ArbStättV und ASR A3.4 — der rechtliche Rahmen
In Deutschland regelt die Arbeitsstättenverordnung (ArbStättV) die grundsätzlichen Anforderungen an Arbeitsplätze. Konkretisiert wird die Beleuchtung durch die Technische Regel ASR A3.4 „Beleuchtung", die wiederum auf die DIN EN 12464-1:2021 verweist.
Für Arbeitgeber bedeutet das: ASR A3.4 zu erfüllen ist nicht optional. Sie ist die Vermutungswirkung des Gesetzgebers — wer sich an die ASR hält, erfüllt die ArbStättV. Wer abweicht, muss die Gleichwertigkeit der eigenen Lösung nachweisen.
Mindest-Beleuchtungsstärken nach Tätigkeit
ASR A3.4 und DIN EN 12464-1:2021 geben für typische Tätigkeiten am Arbeitsplatz folgende Wartungswerte vor (auf Sehaufgabe gemessen, kein Anfangswert):
- Lager / Verkehrswege: 100 lx
- Grobe Montage, Verpacken: 200 lx
- Mittlere Montage, Maschinenbedienung: 300 lx
- Feine Montage, Qualitätsprüfung: 500 lx
- Sehr feine Arbeit, Mikromontage, Bildschirmarbeit kombiniert: 750–1.500 lx
- Erste-Hilfe-Räume, Operationsvorbereitung: 1.000 lx und mehr
Gleichmäßigkeit U₀ ≥ 0,6 (bei Bildschirmarbeit 0,7) und Blendungsbegrenzung UGR ≤ 19 für Bildschirme bzw. UGR ≤ 22 für allgemeine Industrie sind zusätzliche Pflicht-Parameter.

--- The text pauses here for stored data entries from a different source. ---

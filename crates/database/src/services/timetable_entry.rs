use crate::entities::{school_class, subject, teacher, time_slot, timetable_entry};
use log::debug;
use models::{days::normalize_day, labels};
use sea_orm::{
    ActiveModelTrait, ActiveValue::Set, ColumnTrait, Condition, DatabaseConnection, DbErr,
    EntityTrait, QueryFilter, QueryOrder,
};
use std::collections::{HashMap, HashSet};

/// Narrows the entry list; unset fields match everything
#[derive(Clone, Debug, Default)]
pub struct EntryFilter {
    pub class_id: Option<i32>,
    pub day: Option<String>,
}

/// A timetable entry together with every record it references
#[derive(Clone, Debug, PartialEq)]
pub struct EntryDetails {
    pub entry: timetable_entry::Model,
    pub school_class: school_class::Model,
    pub subject: subject::Model,
    pub time_slot: time_slot::Model,
    /// The entry's own teacher override
    pub teacher: Option<teacher::Model>,
    /// The teacher assigned to the subject
    pub subject_teacher: Option<teacher::Model>,
}

impl EntryDetails {
    /// The override when set, otherwise the subject's teacher
    pub fn effective_teacher(&self) -> Option<&teacher::Model> {
        self.teacher.as_ref().or(self.subject_teacher.as_ref())
    }

    /// e.g. `S1A - JD - MON 08:00-09:00`
    pub fn label(&self) -> String {
        let initials = self.subject_teacher.as_ref().and_then(|t| t.initials());

        labels::entry_label(
            &self.school_class.name,
            &self.subject.name,
            initials.as_deref(),
            &self.time_slot.label(),
        )
    }
}

pub struct TimetableEntryService;

impl TimetableEntryService {
    /// Lists entries in id order, filtered by class and/or time slot day
    pub async fn list(
        db: &DatabaseConnection,
        filter: EntryFilter,
    ) -> Result<Vec<EntryDetails>, DbErr> {
        let mut condition = Condition::all();

        if let Some(class_id) = filter.class_id {
            condition = condition.add(timetable_entry::Column::SchoolClassId.eq(class_id));
        }

        if let Some(day) = filter.day
            && !day.trim().is_empty()
        {
            condition = condition.add(time_slot::Column::Day.eq(normalize_day(&day)));
        }

        debug!("Listing timetable entries with {condition:?}");
        Self::find_details(db, condition).await
    }

    pub async fn get(db: &DatabaseConnection, id: i32) -> Result<Option<EntryDetails>, DbErr> {
        let condition = Condition::all().add(timetable_entry::Column::Id.eq(id));
        Ok(Self::find_details(db, condition).await?.into_iter().next())
    }

    pub async fn create(
        db: &DatabaseConnection,
        school_class_id: i32,
        subject_id: i32,
        time_slot_id: i32,
        teacher_id: Option<i32>,
    ) -> Result<timetable_entry::Model, DbErr> {
        timetable_entry::ActiveModel {
            school_class_id: Set(school_class_id),
            subject_id: Set(subject_id),
            time_slot_id: Set(time_slot_id),
            teacher_id: Set(teacher_id),
            ..Default::default()
        }
        .insert(db)
        .await
    }

    pub async fn update(
        db: &DatabaseConnection,
        id: i32,
        school_class_id: i32,
        subject_id: i32,
        time_slot_id: i32,
        teacher_id: Option<i32>,
    ) -> Result<timetable_entry::Model, DbErr> {
        let existing = timetable_entry::Entity::find_by_id(id)
            .one(db)
            .await?
            .ok_or_else(|| DbErr::RecordNotFound(format!("timetable entry {id}")))?;

        let mut entry: timetable_entry::ActiveModel = existing.into();
        entry.school_class_id = Set(school_class_id);
        entry.subject_id = Set(subject_id);
        entry.time_slot_id = Set(time_slot_id);
        entry.teacher_id = Set(teacher_id);
        entry.update(db).await
    }

    pub async fn delete(db: &DatabaseConnection, id: i32) -> Result<bool, DbErr> {
        let result = timetable_entry::Entity::delete_by_id(id).exec(db).await?;
        Ok(result.rows_affected > 0)
    }

    /// Fetches matching entries in id order with all referenced records
    ///
    /// The condition may refer to `timetable_entries` and `time_slots` columns.
    pub(crate) async fn find_details(
        db: &DatabaseConnection,
        condition: Condition,
    ) -> Result<Vec<EntryDetails>, DbErr> {
        let rows = timetable_entry::Entity::find()
            .find_also_related(time_slot::Entity)
            .filter(condition)
            .order_by_asc(timetable_entry::Column::Id)
            .all(db)
            .await?;

        if rows.is_empty() {
            return Ok(vec![]);
        }

        let class_ids: HashSet<i32> = rows.iter().map(|(e, _)| e.school_class_id).collect();
        let subject_ids: HashSet<i32> = rows.iter().map(|(e, _)| e.subject_id).collect();

        // Batch fetch classes and subjects for all entries
        let classes: HashMap<i32, school_class::Model> = school_class::Entity::find()
            .filter(school_class::Column::Id.is_in(class_ids))
            .all(db)
            .await?
            .into_iter()
            .map(|c| (c.id, c))
            .collect();

        let subjects: HashMap<i32, subject::Model> = subject::Entity::find()
            .filter(subject::Column::Id.is_in(subject_ids))
            .all(db)
            .await?
            .into_iter()
            .map(|s| (s.id, s))
            .collect();

        // Teachers are referenced both by overrides and by subjects
        let teacher_ids: HashSet<i32> = rows
            .iter()
            .filter_map(|(e, _)| e.teacher_id)
            .chain(subjects.values().filter_map(|s| s.teacher_id))
            .collect();

        let teachers: HashMap<i32, teacher::Model> = if teacher_ids.is_empty() {
            HashMap::new()
        } else {
            teacher::Entity::find()
                .filter(teacher::Column::Id.is_in(teacher_ids))
                .all(db)
                .await?
                .into_iter()
                .map(|t| (t.id, t))
                .collect()
        };

        let details = rows
            .into_iter()
            .filter_map(|(entry, time_slot)| {
                let time_slot = time_slot?;
                let school_class = classes.get(&entry.school_class_id)?.clone();
                let subject = subjects.get(&entry.subject_id)?.clone();
                let teacher = entry.teacher_id.and_then(|id| teachers.get(&id).cloned());
                let subject_teacher = subject.teacher_id.and_then(|id| teachers.get(&id).cloned());

                Some(EntryDetails {
                    entry,
                    school_class,
                    subject,
                    time_slot,
                    teacher,
                    subject_teacher,
                })
            })
            .collect();

        Ok(details)
    }
}
use crate::error::ErrorBody;
use utoipa::OpenApi;

/// API Documentation
///
/// Paths are collected from the router in [`crate::router`].
#[derive(OpenApi)]
#[openapi(
    components(schemas(ErrorBody)),
    tags(
        (name = "Health", description = "Liveness endpoints"),
        (name = "Teachers", description = "Teacher records"),
        (name = "Classes", description = "School class records"),
        (name = "Subjects", description = "Subjects and the classes they are taught to"),
        (name = "Time slots", description = "Weekly time slots"),
        (name = "Timetable entries", description = "Scheduled lessons"),
    ),
    info(
        title = "Timetable API",
        version = "1.0.0",
        description = "Administration API for the school timetable store",
        license(
            name = "MIT OR Apache-2.0",
        )
    )
)]
pub struct ApiDoc;
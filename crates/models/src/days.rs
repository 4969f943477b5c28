use std::{
    fmt::{Display, Formatter, Result as FmtResult},
    str::FromStr,
};
use thiserror::Error;

/// A day of the week as stored on a time slot
#[derive(Debug, Clone, Copy, PartialEq, Eq, Hash, PartialOrd, Ord)]
pub enum Weekday {
    Monday,
    Tuesday,
    Wednesday,
    Thursday,
    Friday,
    Saturday,
    Sunday,
}

impl Weekday {
    /// The rows of every rendered timetable, top to bottom
    pub const TIMETABLE_ROWS: [Self; 5] = [
        Self::Monday,
        Self::Tuesday,
        Self::Wednesday,
        Self::Thursday,
        Self::Friday,
    ];

    /// Day-to-code mapping for parsing and display
    const DAY_CODES: [(Self, &'static str, &'static str); 7] = [
        (Self::Monday, "MON", "MONDAY"),
        (Self::Tuesday, "TUE", "TUESDAY"),
        (Self::Wednesday, "WED", "WEDNESDAY"),
        (Self::Thursday, "THU", "THURSDAY"),
        (Self::Friday, "FRI", "FRIDAY"),
        (Self::Saturday, "SAT", "SATURDAY"),
        (Self::Sunday, "SUN", "SUNDAY"),
    ];

    /// The three-letter upper-case code, e.g. `MON`
    pub fn code(self) -> &'static str {
        Self::DAY_CODES
            .iter()
            .find(|(day, _, _)| *day == self)
            .map(|(_, code, _)| *code)
            .unwrap_or_default()
    }
}

/// Normalises free-text day input for storage and filtering
///
/// Recognised days become their code (`"monday"` -> `"MON"`), anything else
/// is trimmed and upper-cased.
pub fn normalize_day(day: &str) -> String {
    match day.parse::<Weekday>() {
        Ok(weekday) => weekday.code().to_string(),
        Err(_) => day.trim().to_ascii_uppercase(),
    }
}

/// Error returned when free text does not name a weekday
#[derive(Debug, Clone, PartialEq, Eq, Error)]
#[error("unknown day: {0:?}")]
pub struct UnknownDay(pub String);

impl FromStr for Weekday {
    type Err = UnknownDay;

    fn from_str(day: &str) -> Result<Self, Self::Err> {
        let upper = day.trim().to_ascii_uppercase();

        Self::DAY_CODES
            .iter()
            .find(|(_, code, name)| upper == *code || upper == *name)
            .map(|(day, _, _)| *day)
            .ok_or_else(|| UnknownDay(day.to_string()))
    }
}

impl Display for Weekday {
    fn fmt(&self, f: &mut Formatter<'_>) -> FmtResult {
        f.write_str(self.code())
    }
}
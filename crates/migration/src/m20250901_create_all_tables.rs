use sea_orm_migration::prelude::*;

#[derive(DeriveMigrationName)]
pub struct Migration;

#[async_trait::async_trait]
impl MigrationTrait for Migration {
    async fn up(&self, manager: &SchemaManager) -> Result<(), DbErr> {
        // Create teachers table
        manager
            .create_table(
                Table::create()
                    .table(Teachers::Table)
                    .if_not_exists()
                    .col(
                        ColumnDef::new(Teachers::Id)
                            .integer()
                            .not_null()
                            .auto_increment()
                            .primary_key(),
                    )
                    .col(ColumnDef::new(Teachers::FirstName).string_len(50).not_null())
                    .col(ColumnDef::new(Teachers::LastName).string_len(50).not_null())
                    .to_owned(),
            )
            .await?;

        // Create school_classes table
        manager
            .create_table(
                Table::create()
                    .table(SchoolClasses::Table)
                    .if_not_exists()
                    .col(
                        ColumnDef::new(SchoolClasses::Id)
                            .integer()
                            .not_null()
                            .auto_increment()
                            .primary_key(),
                    )
                    .col(ColumnDef::new(SchoolClasses::Name).string_len(20).not_null())
                    .to_owned(),
            )
            .await?;

        // Create subjects table
        manager
            .create_table(
                Table::create()
                    .table(Subjects::Table)
                    .if_not_exists()
                    .col(
                        ColumnDef::new(Subjects::Id)
                            .integer()
                            .not_null()
                            .auto_increment()
                            .primary_key(),
                    )
                    .col(ColumnDef::new(Subjects::Name).string_len(100).not_null())
                    .col(ColumnDef::new(Subjects::TeacherId).integer())
                    .foreign_key(
                        ForeignKey::create()
                            .name("fk-subjects-teacher_id")
                            .from(Subjects::Table, Subjects::TeacherId)
                            .to(Teachers::Table, Teachers::Id)
                            .on_delete(ForeignKeyAction::Cascade),
                    )
                    .to_owned(),
            )
            .await?;

        // Create subject_classes junction table (many-to-many)
        manager
            .create_table(
                Table::create()
                    .table(SubjectClasses::Table)
                    .if_not_exists()
                    .col(
                        ColumnDef::new(SubjectClasses::SubjectId)
                            .integer()
                            .not_null(),
                    )
                    .col(
                        ColumnDef::new(SubjectClasses::SchoolClassId)
                            .integer()
                            .not_null(),
                    )
                    .primary_key(
                        Index::create()
                            .name("pk-subject_classes")
                            .col(SubjectClasses::SubjectId)
                            .col(SubjectClasses::SchoolClassId),
                    )
                    .foreign_key(
                        ForeignKey::create()
                            .name("fk-subject_classes-subject_id")
                            .from(SubjectClasses::Table, SubjectClasses::SubjectId)
                            .to(Subjects::Table, Subjects::Id)
                            .on_delete(ForeignKeyAction::Cascade),
                    )
                    .foreign_key(
                        ForeignKey::create()
                            .name("fk-subject_classes-school_class_id")
                            .from(SubjectClasses::Table, SubjectClasses::SchoolClassId)
                            .to(SchoolClasses::Table, SchoolClasses::Id)
                            .on_delete(ForeignKeyAction::Cascade),
                    )
                    .to_owned(),
            )
            .await?;

        // Create time_slots table
        manager
            .create_table(
                Table::create()
                    .table(TimeSlots::Table)
                    .if_not_exists()
                    .col(
                        ColumnDef::new(TimeSlots::Id)
                            .integer()
                            .not_null()
                            .auto_increment()
                            .primary_key(),
                    )
                    .col(ColumnDef::new(TimeSlots::Day).string_len(10).not_null())
                    .col(ColumnDef::new(TimeSlots::StartTime).time().not_null())
                    .col(ColumnDef::new(TimeSlots::EndTime).time().not_null())
                    .to_owned(),
            )
            .await?;

        // Create timetable_entries table
        manager
            .create_table(
                Table::create()
                    .table(TimetableEntries::Table)
                    .if_not_exists()
                    .col(
                        ColumnDef::new(TimetableEntries::Id)
                            .integer()
                            .not_null()
                            .auto_increment()
                            .primary_key(),
                    )
                    .col(
                        ColumnDef::new(TimetableEntries::SchoolClassId)
                            .integer()
                            .not_null(),
                    )
                    .col(
                        ColumnDef::new(TimetableEntries::SubjectId)
                            .integer()
                            .not_null(),
                    )
                    .col(
                        ColumnDef::new(TimetableEntries::TimeSlotId)
                            .integer()
                            .not_null(),
                    )
                    .col(ColumnDef::new(TimetableEntries::TeacherId).integer())
                    .foreign_key(
                        ForeignKey::create()
                            .name("fk-timetable_entries-school_class_id")
                            .from(TimetableEntries::Table, TimetableEntries::SchoolClassId)
                            .to(SchoolClasses::Table, SchoolClasses::Id)
                            .on_delete(ForeignKeyAction::Cascade),
                    )
                    .foreign_key(
                        ForeignKey::create()
                            .name("fk-timetable_entries-subject_id")
                            .from(TimetableEntries::Table, TimetableEntries::SubjectId)
                            .to(Subjects::Table, Subjects::Id)
                            .on_delete(ForeignKeyAction::Cascade),
                    )
                    .foreign_key(
                        ForeignKey::create()
                            .name("fk-timetable_entries-time_slot_id")
                            .from(TimetableEntries::Table, TimetableEntries::TimeSlotId)
                            .to(TimeSlots::Table, TimeSlots::Id)
                            .on_delete(ForeignKeyAction::Cascade),
                    )
                    .foreign_key(
                        ForeignKey::create()
                            .name("fk-timetable_entries-teacher_id")
                            .from(TimetableEntries::Table, TimetableEntries::TeacherId)
                            .to(Teachers::Table, Teachers::Id)
                            .on_delete(ForeignKeyAction::Cascade),
                    )
                    .to_owned(),
            )
            .await?;

        Ok(())
    }

    async fn down(&self, manager: &SchemaManager) -> Result<(), DbErr> {
        // Drop tables in reverse order due to foreign key constraints
        manager
            .drop_table(Table::drop().table(TimetableEntries::Table).to_owned())
            .await?;

        manager
            .drop_table(Table::drop().table(TimeSlots::Table).to_owned())
            .await?;

        manager
            .drop_table(Table::drop().table(SubjectClasses::Table).to_owned())
            .await?;

        manager
            .drop_table(Table::drop().table(Subjects::Table).to_owned())
            .await?;

        manager
            .drop_table(Table::drop().table(SchoolClasses::Table).to_owned())
            .await?;

        manager
            .drop_table(Table::drop().table(Teachers::Table).to_owned())
            .await?;

        Ok(())
    }
}

#[derive(Iden)]
enum Teachers {
    Table,
    Id,
    FirstName,
    LastName,
}

#[derive(Iden)]
enum SchoolClasses {
    Table,
    Id,
    Name,
}

#[derive(Iden)]
enum Subjects {
    Table,
    Id,
    Name,
    TeacherId,
}

#[derive(Iden)]
enum SubjectClasses {
    Table,
    SubjectId,
    SchoolClassId,
}

#[derive(Iden)]
enum TimeSlots {
    Table,
    Id,
    Day,
    StartTime,
    EndTime,
}

#[derive(Iden)]
enum TimetableEntries {
    Table,
    Id,
    SchoolClassId,
    SubjectId,
    TimeSlotId,
    TeacherId,
}
use sea_orm_migration::prelude::*;

#[derive(DeriveMigrationName)]
pub struct Migration;

#[async_trait::async_trait]
impl MigrationTrait for Migration {
    async fn up(&self, manager: &SchemaManager) -> Result<(), DbErr> {
        // Indexes on timetable_entries for the per-class and per-teacher lookups
        manager
            .create_index(
                Index::create()
                    .name("idx_timetable_entries_school_class_id")
                    .table(TimetableEntries::Table)
                    .col(TimetableEntries::SchoolClassId)
                    .to_owned(),
            )
            .await?;

        manager
            .create_index(
                Index::create()
                    .name("idx_timetable_entries_teacher_id")
                    .table(TimetableEntries::Table)
                    .col(TimetableEntries::TeacherId)
                    .to_owned(),
            )
            .await?;

        manager
            .create_index(
                Index::create()
                    .name("idx_timetable_entries_time_slot_id")
                    .table(TimetableEntries::Table)
                    .col(TimetableEntries::TimeSlotId)
                    .to_owned(),
            )
            .await?;

        manager
            .create_index(
                Index::create()
                    .name("idx_subjects_teacher_id")
                    .table(Subjects::Table)
                    .col(Subjects::TeacherId)
                    .to_owned(),
            )
            .await?;

        // Day filter in the admin list, start time ordering for columns
        manager
            .create_index(
                Index::create()
                    .name("idx_time_slots_day")
                    .table(TimeSlots::Table)
                    .col(TimeSlots::Day)
                    .to_owned(),
            )
            .await?;

        manager
            .create_index(
                Index::create()
                    .name("idx_time_slots_start_time")
                    .table(TimeSlots::Table)
                    .col(TimeSlots::StartTime)
                    .to_owned(),
            )
            .await?;

        Ok(())
    }

    async fn down(&self, manager: &SchemaManager) -> Result<(), DbErr> {
        // Drop indexes in reverse order
        for name in [
            "idx_time_slots_start_time",
            "idx_time_slots_day",
            "idx_subjects_teacher_id",
            "idx_timetable_entries_time_slot_id",
            "idx_timetable_entries_teacher_id",
            "idx_timetable_entries_school_class_id",
        ] {
            manager
                .drop_index(Index::drop().name(name).to_owned())
                .await?;
        }

        Ok(())
    }
}

#[derive(Iden)]
enum TimetableEntries {
    Table,
    SchoolClassId,
    TimeSlotId,
    TeacherId,
}

#[derive(Iden)]
enum Subjects {
    Table,
    TeacherId,
}

#[derive(Iden)]
enum TimeSlots {
    Table,
    Day,
    StartTime,
}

Tageslicht ist Pflicht, kein Komfort
ASR A3.4 fordert für ständig genutzte Arbeitsräume eine ausreichende Versorgung mit Tageslicht. Konkret: Tageslichtquotient ≥ 2 % an mindestens der Hälfte aller Arbeitsplätze, Sichtverbindung nach außen für die Beschäftigten.
Wo das baulich nicht möglich ist (fensterlose Hallen, Reinräume, Untergeschosse), muss die künstliche Beleuchtung in Lichtfarbe und Dynamik kompensieren — typisch Tageslichtweiß (5.000–6.500 K) mit über den Tag wechselnder Intensität ("biodynamische Beleuchtung").
Was bei Verstößen droht
Verstöße gegen die ArbStättV werden vom Arbeitsschutz-Aufsichtsdienst (Gewerbeaufsicht / Amt für Arbeitsschutz) verfolgt. Mögliche Folgen:
- Auflagen mit Frist — Nachbesserung in 4–12 Wochen, sonst Folgemaßnahmen
- Bußgelder bis 30.000 € für vorsätzliche oder grob fahrlässige Verstöße (§ 25 ArbStättV)
- Persönliche Haftung der Geschäftsführung bei wiederholten Verstößen
- Versicherungsrelevanz: Nach einem Arbeitsunfall prüft die BG, ob Mindestbeleuchtung eingehalten war — Mitverschulden des Arbeitgebers kann Leistungen kürzen
Pragmatisches Vorgehen: Beleuchtungsstärke mit kalibriertem Luxmeter direkt am Arbeitspunkt messen, einmal jährlich dokumentieren, bei Umbauten/Neuanschaffungen prüfen lassen.